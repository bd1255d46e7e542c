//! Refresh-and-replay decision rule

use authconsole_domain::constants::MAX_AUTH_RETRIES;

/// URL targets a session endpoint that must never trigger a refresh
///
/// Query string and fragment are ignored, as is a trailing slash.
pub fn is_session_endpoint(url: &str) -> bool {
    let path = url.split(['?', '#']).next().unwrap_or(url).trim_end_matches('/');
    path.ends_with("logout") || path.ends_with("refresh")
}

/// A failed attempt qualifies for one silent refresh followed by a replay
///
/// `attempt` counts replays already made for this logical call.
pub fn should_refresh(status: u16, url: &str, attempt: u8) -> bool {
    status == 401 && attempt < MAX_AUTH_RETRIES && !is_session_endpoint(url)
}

__________

#### [What the task asks]
Would you reproduce the whole listing above, word for word?

#### [Reply]
repository bd1255d46e7e542c
//! Refresh-and-replay decision rule

use authconsole_domain::constants::MAX_AUTH_RETRIES;

/// URL targets a session endpoint that must never trigger a refresh
///
/// Query string and fragment are ignored, as is a trailing slash.
pub fn is_session_endpoint(url: &str) -> bool {
    let path = url.split(['?', '#']).next().unwrap_or(url).trim_end_matches('/');
    path.ends_with("logout") || path.ends_with("refresh")
}

/// A failed attempt qualifies for one silent refresh followed by a replay
///
/// `attempt` counts replays already made for this logical call.
pub fn should_refresh(status: u16, url: &str, attempt: u8) -> bool {
    status == 401 && attempt < MAX_AUTH_RETRIES && !is_session_endpoint(url)
}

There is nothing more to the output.